Out of control

Why have conservative journalists lost it over the perfectly predictable battle in Florida?

Published November 30, 2000 8:11PM (EST)

For George Will, the syndicated columnist and former Republican speechwriter, the cheese fell off the cracker on Nov. 11. That's when the mass-market intellectual, who prides himself on occupying a plane above the noisy fray, uncorked a column in the Washington Post that rattled with a peculiar hostility.

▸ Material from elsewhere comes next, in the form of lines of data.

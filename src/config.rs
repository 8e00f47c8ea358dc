//! Server configuration
//!
//! Defaults match the original deployment; every knob can be overridden
//! through the environment.

use std::env;
use std::time::Duration;

/// Default TCP port
pub const DEFAULT_PORT: u16 = 12345;

/// Files at or below this size are sent inline as a single encoded line
pub const DEFAULT_INLINE_THRESHOLD: u64 = 200 * 1024;

/// Sessions idle longer than this are reaped
pub const DEFAULT_IDLE_TIMEOUT: Duration = Duration::from_secs(300);

/// Interval between reaper sweeps
pub const DEFAULT_REAP_INTERVAL: Duration = Duration::from_secs(60);

/// Outbound queue capacity per session (frames)
pub const DEFAULT_QUEUE_CAPACITY: usize = 256;

/// Runtime knobs for one server instance
#[derive(Debug, Clone)]
pub struct ServerConfig {
    /// TCP port to listen on
    pub port: u16,
    /// Inline-vs-stream file transfer threshold in bytes
    pub inline_threshold: u64,
    /// Inactivity timeout before a session is reaped
    pub idle_timeout: Duration,
    /// How often the reaper sweeps
    pub reap_interval: Duration,
    /// Per-session outbound queue capacity; a full queue disconnects
    /// the slow consumer
    pub queue_capacity: usize,
}

impl Default for ServerConfig {
    fn default() -> Self {
        Self {
            port: DEFAULT_PORT,
            inline_threshold: DEFAULT_INLINE_THRESHOLD,
            idle_timeout: DEFAULT_IDLE_TIMEOUT,
            reap_interval: DEFAULT_REAP_INTERVAL,
            queue_capacity: DEFAULT_QUEUE_CAPACITY,
        }
    }
}

impl ServerConfig {
    /// Build a config from the environment, falling back to defaults.
    ///
    /// Recognized variables: `RELAY_INLINE_THRESHOLD` (bytes),
    /// `RELAY_IDLE_TIMEOUT_SECS`, `RELAY_REAP_INTERVAL_SECS`,
    /// `RELAY_QUEUE_CAPACITY`. Unparseable values are ignored.
    pub fn from_env() -> Self {
        let mut config = Self::default();

        if let Some(v) = parse_env::<u64>("RELAY_INLINE_THRESHOLD") {
            config.inline_threshold = v;
        }
        if let Some(v) = parse_env::<u64>("RELAY_IDLE_TIMEOUT_SECS") {
            config.idle_timeout = Duration::from_secs(v);
        }
        if let Some(v) = parse_env::<u64>("RELAY_REAP_INTERVAL_SECS") {
            config.reap_interval = Duration::from_secs(v);
        }
        if let Some(v) = parse_env::<usize>("RELAY_QUEUE_CAPACITY") {
            // A zero-capacity channel cannot be constructed
            config.queue_capacity = v.max(1);
        }

        config
    }
}

fn parse_env<T: std::str::FromStr>(name: &str) -> Option<T> {
    env::var(name).ok().and_then(|v| v.parse().ok())
}
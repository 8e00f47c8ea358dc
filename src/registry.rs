//! Connection registry
//!
//! The one structure mutated by unrelated connections: a map from
//! nickname to live session. Nickname resolution and insertion happen
//! under a single lock so two simultaneous handshakes can never claim
//! the same resolved name. Join/leave notifications fire while the
//! lock is held, which keeps them ordered with the mutations that
//! caused them; observers must not call back into the registry.

use std::collections::HashMap;
use std::sync::{Arc, Mutex};

use tokio::sync::mpsc;
use tracing::debug;

use crate::error::RelayError;
use crate::observer::RelayObserver;
use crate::protocol::Frame;
use crate::session::Session;

/// Nickname -> session map for one server instance
pub struct Registry {
    sessions: Mutex<HashMap<String, Arc<Session>>>,
    observer: Arc<dyn RelayObserver>,
}

impl Registry {
    pub fn new(observer: Arc<dyn RelayObserver>) -> Self {
        Self {
            sessions: Mutex::new(HashMap::new()),
            observer,
        }
    }

    /// The injected operator-notification interface
    pub fn observer(&self) -> &dyn RelayObserver {
        self.observer.as_ref()
    }

    /// Register a session under its exact nickname.
    ///
    /// Fails if the nickname is taken; use [`register_unique`] when the
    /// caller wants collisions resolved instead.
    ///
    /// [`register_unique`]: Registry::register_unique
    pub fn register(&self, session: Arc<Session>) -> Result<(), RelayError> {
        let mut sessions = self.sessions.lock().unwrap();
        if sessions.contains_key(session.nickname()) {
            return Err(RelayError::NicknameTaken(session.nickname().to_string()));
        }
        let nickname = session.nickname().to_string();
        sessions.insert(nickname.clone(), session);
        self.observer.on_join(&nickname);
        Ok(())
    }

    /// Resolve a free nickname from `proposed` and register a new
    /// session under it, as one critical section.
    ///
    /// A taken name gets `_1`, `_2`, ... appended until free.
    pub fn register_unique(&self, proposed: &str, outbound: mpsc::Sender<Frame>) -> Arc<Session> {
        let mut sessions = self.sessions.lock().unwrap();

        let mut nickname = proposed.to_string();
        let mut suffix = 0u32;
        while sessions.contains_key(&nickname) {
            suffix += 1;
            nickname = format!("{}_{}", proposed, suffix);
        }

        let session = Arc::new(Session::new(nickname.clone(), outbound));
        sessions.insert(nickname.clone(), session.clone());
        debug!("registered '{}' ({} online)", nickname, sessions.len());
        self.observer.on_join(&nickname);
        session
    }

    /// Remove a session. No-op if absent; returns whether anything was
    /// removed. `on_leave` fires only for the call that removed it, so
    /// racing teardown paths notify exactly once.
    pub fn unregister(&self, nickname: &str) -> bool {
        let mut sessions = self.sessions.lock().unwrap();
        let removed = sessions.remove(nickname).is_some();
        if removed {
            debug!("unregistered '{}' ({} online)", nickname, sessions.len());
            self.observer.on_leave(nickname);
        }
        removed
    }

    pub fn lookup(&self, nickname: &str) -> Option<Arc<Session>> {
        self.sessions.lock().unwrap().get(nickname).cloned()
    }

    /// Point-in-time snapshot of registered nicknames
    pub fn all_nicknames(&self) -> Vec<String> {
        self.sessions.lock().unwrap().keys().cloned().collect()
    }

    /// Point-in-time snapshot of registered sessions (broadcast, reaper)
    pub fn snapshot(&self) -> Vec<Arc<Session>> {
        self.sessions.lock().unwrap().values().cloned().collect()
    }

    pub fn len(&self) -> usize {
        self.sessions.lock().unwrap().len()
    }

    pub fn is_empty(&self) -> bool {
        self.len() == 0
    }
}
//! Per-connection inbound reader and handshake
//!
//! One handler task per accepted connection: request a nickname,
//! resolve and register it, start the dispatcher, then forward every
//! received line to the observer until the connection ends.

use std::sync::Arc;

use rand::Rng;
use tokio::io::{AsyncBufReadExt, AsyncWriteExt, BufReader};
use tokio::net::TcpStream;
use tokio::time::timeout;
use tracing::{debug, info, warn};

use crate::config::ServerConfig;
use crate::dispatcher::run_dispatcher;
use crate::error::RelayError;
use crate::protocol;
use crate::registry::Registry;
use crate::session::Session;

/// Grace period for the dispatcher to drain after the reader ends
const DRAIN_GRACE: std::time::Duration = std::time::Duration::from_secs(5);

/// Drive one connection from accept to teardown.
///
/// Errors returned here are per-connection: the accept loop logs them
/// and moves on.
pub async fn handle_connection(
    stream: TcpStream,
    registry: Arc<Registry>,
    config: ServerConfig,
) -> Result<(), RelayError> {
    let peer = stream
        .peer_addr()
        .map(|a| a.to_string())
        .unwrap_or_else(|_| "unknown".to_string());
    debug!("new connection from {}", peer);

    let (read_half, mut write_half) = stream.into_split();
    let mut reader = BufReader::new(read_half);

    // AwaitingNick. The dispatcher is not running yet, so the handshake
    // writes directly to the socket.
    write_half.write_all(protocol::REQUEST_NICK.as_bytes()).await?;
    write_half.write_all(b"\n").await?;

    let mut line = String::new();
    let n = match timeout(config.idle_timeout, reader.read_line(&mut line)).await {
        Ok(result) => result?,
        Err(_) => {
            debug!("{} sent no nickname within {:?}", peer, config.idle_timeout);
            return Ok(());
        }
    };
    if n == 0 {
        debug!("{} disconnected during handshake", peer);
        return Ok(());
    }

    let proposed = match line.trim() {
        "" => generate_guest_nickname(),
        name => name.to_string(),
    };

    // Resolution and registration are one critical section inside the
    // registry; from here the session is visible to relay calls.
    let (queue_tx, queue_rx) = tokio::sync::mpsc::channel(config.queue_capacity);
    let session = registry.register_unique(&proposed, queue_tx);

    let reply = if session.nickname() == proposed {
        protocol::nick_accepted_line(session.nickname())
    } else {
        protocol::nick_assigned_line(session.nickname())
    };
    if let Err(e) = write_half.write_all(format!("{}\n", reply).as_bytes()).await {
        teardown(&registry, &session);
        return Err(e.into());
    }

    info!("{} registered as '{}'", peer, session.nickname());

    let mut dispatcher = tokio::spawn(run_dispatcher(
        session.clone(),
        queue_rx,
        write_half,
    ));

    // Active: forward lines until quit, EOF, read error, or the
    // dispatcher stops (kick, reap, or write failure).
    loop {
        line.clear();
        tokio::select! {
            result = reader.read_line(&mut line) => match result {
                Ok(0) => {
                    debug!("'{}' reached EOF", session.nickname());
                    break;
                }
                Ok(_) => {
                    let text = line.trim();
                    if text.is_empty() {
                        continue;
                    }
                    if protocol::is_quit(text) {
                        debug!("'{}' sent quit", session.nickname());
                        break;
                    }
                    session.touch();
                    registry.observer().on_client_message(session.nickname(), text);
                }
                Err(e) => {
                    warn!("read from '{}' failed: {}", session.nickname(), e);
                    break;
                }
            },
            _ = &mut dispatcher => break,
        }
    }

    session.close();
    if !dispatcher.is_finished() {
        let _ = timeout(DRAIN_GRACE, &mut dispatcher).await;
    }
    dispatcher.abort();
    teardown(&registry, &session);
    Ok(())
}

/// Closed. Safe to call from racing paths; the registry notifies
/// departure only for the removal that actually happened.
fn teardown(registry: &Registry, session: &Session) {
    session.close();
    registry.unregister(session.nickname());
    session.mark_closed();
    info!("'{}' disconnected", session.nickname());
}

/// Placeholder nickname for clients that propose an empty one
fn generate_guest_nickname() -> String {
    format!("Guest-{}", rand::thread_rng().gen_range(1000..10000))
}
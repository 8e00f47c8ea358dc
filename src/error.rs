//! Error types for the relay server
//!
//! Uses thiserror for ergonomic error definitions.

use thiserror::Error;

/// Relay-level errors
///
/// `Bind` is the only fatal condition; everything else is local to a
/// single session or a single relay call.
#[derive(Debug, Error)]
pub enum RelayError {
    /// Listener could not be created (port in use, permission denied)
    #[error("cannot start: failed to bind {addr}: {source}")]
    Bind {
        addr: String,
        source: std::io::Error,
    },

    /// IO error on a connection or while reading a file to relay
    #[error("IO error: {0}")]
    Io(#[from] std::io::Error),

    /// Nickname already registered (strict `register` only)
    #[error("nickname already taken: {0}")]
    NicknameTaken(String),

    /// Outbound queue full or dispatcher gone
    #[error("session '{0}' cannot accept frames")]
    SessionClosed(String),

    /// Malformed frame on the receive path
    #[error("protocol violation: {0}")]
    Protocol(String),
}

The topic, of course, was the unfolding Florida recount of presidential ballots. The average American, Republican or Democrat, may have thought what was happening in Florida was a predictable, if highly contentious, legal battle to decide one of the closest elections in American history. But Will saw much more. He detected the remnants of Monica Lewinsky's "stained blue dress." He saw Gore's "serial mendacity." He spied a "corrupting hunger for power," a selfish attempt to create "postelection chaos" and "delegitimize the election."

That was just the beginning. In weeks to come, as the recount battle was played out in Florida's courts, Will, coming across less as the Montesquieu-quoting sage he fancies himself and more a foaming GOP attack dog, spouted on about "Gore's attempted coup," "slow motion larceny," "manufactured votes" and a "stolen" election.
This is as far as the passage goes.